Friday, October 01, 2010

Psalms 2 and 3

Psalm 2

God set His Son on Zion, and He rules the nations.
















Psalm 3

Though tens of thousands rise against him, the Lord will protect him.

Thursday, September 30, 2010

Heeeeeeeeeyyyyy....

So, I neglected my blog. Again. Big deal. It's always there for me when I look for it :D

I started a new (like, coz I'm so artistic, I'm always creating masterpieces...) art project.

Essentially, I do one mini painting for each of the 150 Psalms from the Bible. The idea is not to write the whole text, or even all the ideas, from each Psalm, but rather to record a main idea from each one in visual form.

It is HUGE. 150 PSALMS! Some are reeeeally long! NOT TO MENTION PSALM 119.......

The point is kinda to get a sense of the book of Psalms as a whole...it's SO BIG that each time i read it i almost feel like it's a new book. That's not necessarily a bad thing, but I want an overview, a one-page thing. Well, one-enormous-taking-up-a-wall page thing, so that i can better understand this book of the Bible.

Psalm one is pictured. I enjoyed it very much, also the shopping trip to buy the canvasses and a new brush which is a DREAM.

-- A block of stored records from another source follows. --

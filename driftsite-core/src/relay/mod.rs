// SPDX-FileCopyrightText: 2026 Driftsite Contributors
//
// SPDX-License-Identifier: GPL-3.0-or-later

//! Relay Layer
//!
//! Talks to relays over a full-duplex framed channel carrying JSON array
//! messages. The layer consists of:
//! - **Wire frames**: `EVENT`, `OK`, `REQ`, `EOSE`, `CLOSE`, `NOTICE`
//! - **Transport trait**: websocket in production, scripted mock in tests
//! - **Publish**: one short-lived connection per (event, relay)
//! - **Fan-out**: parallel publish with at-least-one-success semantics
//! - **Fetch**: remote state discovery with replaceable-event dedup
//!
//! Connections are never shared across tasks; every publish or fetch owns
//! its own.

pub mod client;
pub mod fetch;
pub mod messages;
pub mod pool;
pub mod transport;
pub mod websocket;

use std::time::Duration;

use thiserror::Error;

/// TCP + handshake budget for a relay connection.
pub const CONNECT_TIMEOUT: Duration = Duration::from_secs(10);

/// How long a publish waits for its acknowledgement after the send.
pub const ACK_TIMEOUT: Duration = Duration::from_secs(5);

/// Inactivity window that ends a fetch when a relay never sends EOSE.
pub const FETCH_IDLE_TIMEOUT: Duration = Duration::from_secs(5);

/// Relay transport errors.
#[derive(Error, Debug)]
pub enum RelayError {
    #[error("Connection failed: {0}")]
    ConnectionFailed(String),

    #[error("Connection closed")]
    ConnectionClosed,

    #[error("Send failed: {0}")]
    SendFailed(String),

    #[error("Receive failed: {0}")]
    ReceiveFailed(String),

    #[error("Invalid frame: {0}")]
    InvalidFrame(String),

    #[error("Timed out")]
    Timeout,

    #[error("Cancelled")]
    Cancelled,
}

pub use client::{classify_rejection, publish_event, RelayOutcome};
pub use fetch::{dedup_announcements, entries_from_events, fetch_remote_files, RemoteSet};
pub use messages::{ClientMessage, Filter, RelayMessage};
pub use pool::{any_accepted, publish_to_relays};
pub use transport::{MockConnector, MockTransport, RelayTransport, SentFrame, SentLog, TransportConnector};
pub use websocket::{WebSocketConnector, WebSocketTransport};
// SPDX-FileCopyrightText: 2026 Driftsite Contributors
//
// SPDX-License-Identifier: GPL-3.0-or-later

//! Relay Fan-Out
//!
//! Publishes one event to every configured relay in parallel, one
//! connection per relay, and reports per-relay outcomes. Success means at
//! least one relay accepted. No retries.

use std::sync::Arc;

use tokio::task::JoinSet;
use tokio_util::sync::CancellationToken;
use tracing::warn;

use super::client::{publish_event, RelayOutcome};
use super::transport::TransportConnector;
use crate::event::Event;
use crate::report::{Category, Collector};

/// Publishes `event` to every relay in `relays`, returning one
/// `(relay URL, outcome)` pair per relay. Outcomes other than `Accepted`
/// are also recorded in the collector keyed by relay URL.
pub async fn publish_to_relays<C: TransportConnector + 'static>(
    connector: &Arc<C>,
    relays: &[String],
    event: &Event,
    collector: &Arc<Collector>,
    cancel: &CancellationToken,
) -> Vec<(String, RelayOutcome)> {
    let mut tasks = JoinSet::new();
    for url in relays {
        let connector = Arc::clone(connector);
        let collector = Arc::clone(collector);
        let cancel = cancel.clone();
        let event = event.clone();
        let url = url.clone();
        tasks.spawn(async move {
            let outcome = tokio::select! {
                _ = cancel.cancelled() => RelayOutcome::TransportError {
                    detail: "cancelled".to_string(),
                },
                outcome = publish_event(connector.as_ref(), &url, &event, &collector) => outcome,
            };
            (url, outcome)
        });
    }

    let mut outcomes = Vec::with_capacity(relays.len());
    while let Some(joined) = tasks.join_next().await {
        match joined {
            Ok((url, outcome)) => {
                if !outcome.is_accepted() {
                    collector.record(Category::Relay, &url, outcome.describe());
                }
                outcomes.push((url, outcome));
            }
            Err(e) => warn!(error = %e, "relay publish task failed"),
        }
    }

    outcomes.sort_by(|a, b| a.0.cmp(&b.0));
    outcomes
}

/// True iff at least one relay accepted.
pub fn any_accepted(outcomes: &[(String, RelayOutcome)]) -> bool {
    outcomes.iter().any(|(_, outcome)| outcome.is_accepted())
}
//! CLI subcommands.

pub mod init;
pub mod ls;
pub mod publish;

use std::sync::Arc;

use anyhow::{bail, Result};
use tokio_util::sync::CancellationToken;

use driftsite_core::{
    Collector, LocalSigner, RemoteSigner, Signer, SignerCredentials, TransportConnector,
    DEFAULT_RPC_TIMEOUT,
};

use crate::config::SiteConfig;

/// Builds the signer from the configured auth source: a local key when
/// present, otherwise a remote-signer credential. Neither present is a
/// hard error before any work starts.
pub async fn resolve_signer<C: TransportConnector + 'static>(
    config: &SiteConfig,
    connector: Arc<C>,
    collector: Arc<Collector>,
    cancel: CancellationToken,
) -> Result<Arc<dyn Signer>> {
    if let Some(key) = config.resolved_key() {
        let signer = LocalSigner::from_secret(&key)?;
        return Ok(Arc::new(signer));
    }

    if let Some(blob) = config.resolved_signer_credential() {
        let credentials = SignerCredentials::decode(&blob)?;
        let signer = RemoteSigner::connect(
            connector,
            &credentials,
            DEFAULT_RPC_TIMEOUT,
            collector,
            cancel,
        )
        .await?;
        return Ok(Arc::new(signer));
    }

    bail!(
        "no signing key available: set `private_key` or `signer_credential` \
         in driftsite.json, or export {} / {}",
        crate::config::KEY_ENV,
        crate::config::SIGNER_ENV
    );
}

/// Cancellation token wired to Ctrl-C.
pub fn cancel_on_ctrl_c() -> CancellationToken {
    let cancel = CancellationToken::new();
    let trigger = cancel.clone();
    tokio::spawn(async move {
        if tokio::signal::ctrl_c().await.is_ok() {
            tracing::warn!("interrupt received, cancelling");
            trigger.cancel();
        }
    });
    cancel
}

Obviously the idea from Psalm 1 that I went for was the man of God learning from His law, like a tree planted by streams of water, and the man in rebellion to God becoming like chaff that is blown away.

Enjoy.

Wednesday, July 15, 2009

I do sleep in however...

Ah, holidays...
Ah, days in which I am not required to attend my usual place of work, nor interact with the inhabitants of my place of work, yet must prepare 10 weeks of information, skills and understanding to impart once I resume these tasks - or at least, should do so, otherwise the aforementioned 10 weeks would claim my sanity...
I had so many plans...What programs I would start up, what challenges I would design, what support I would create....
and at times I feel I'll be lucky to get my program done.
It will work itself out...
...........................

Thursday, May 14, 2009

Sick Day


Yet the day is not sick at all!!
So, let me check this again - I sit at home, am obliged to do no work, and allow a casual to do whatever seems good to them with my class, and watch as much tv and do as much blogging as seems good to me?!
What is this?
Deep down, I know I like resting, spending time chilling, having fun. But that's SATURDAY. IT'S NOT SATURDAY. THIS FEELS WRONG.
Technically, I am not well. It is true, my eyes having been watering intermittently and my olefactory system has been dramatically malfunctioning.
And I witnessed this affecting my professional capacity - the mums in reading groups looking ever so slightly freaked out by the noise and chaos my cherubs exhibited. It is ever so slightly possible that if I had been """"well""", I would have whipped my minions of evil back into line way before that.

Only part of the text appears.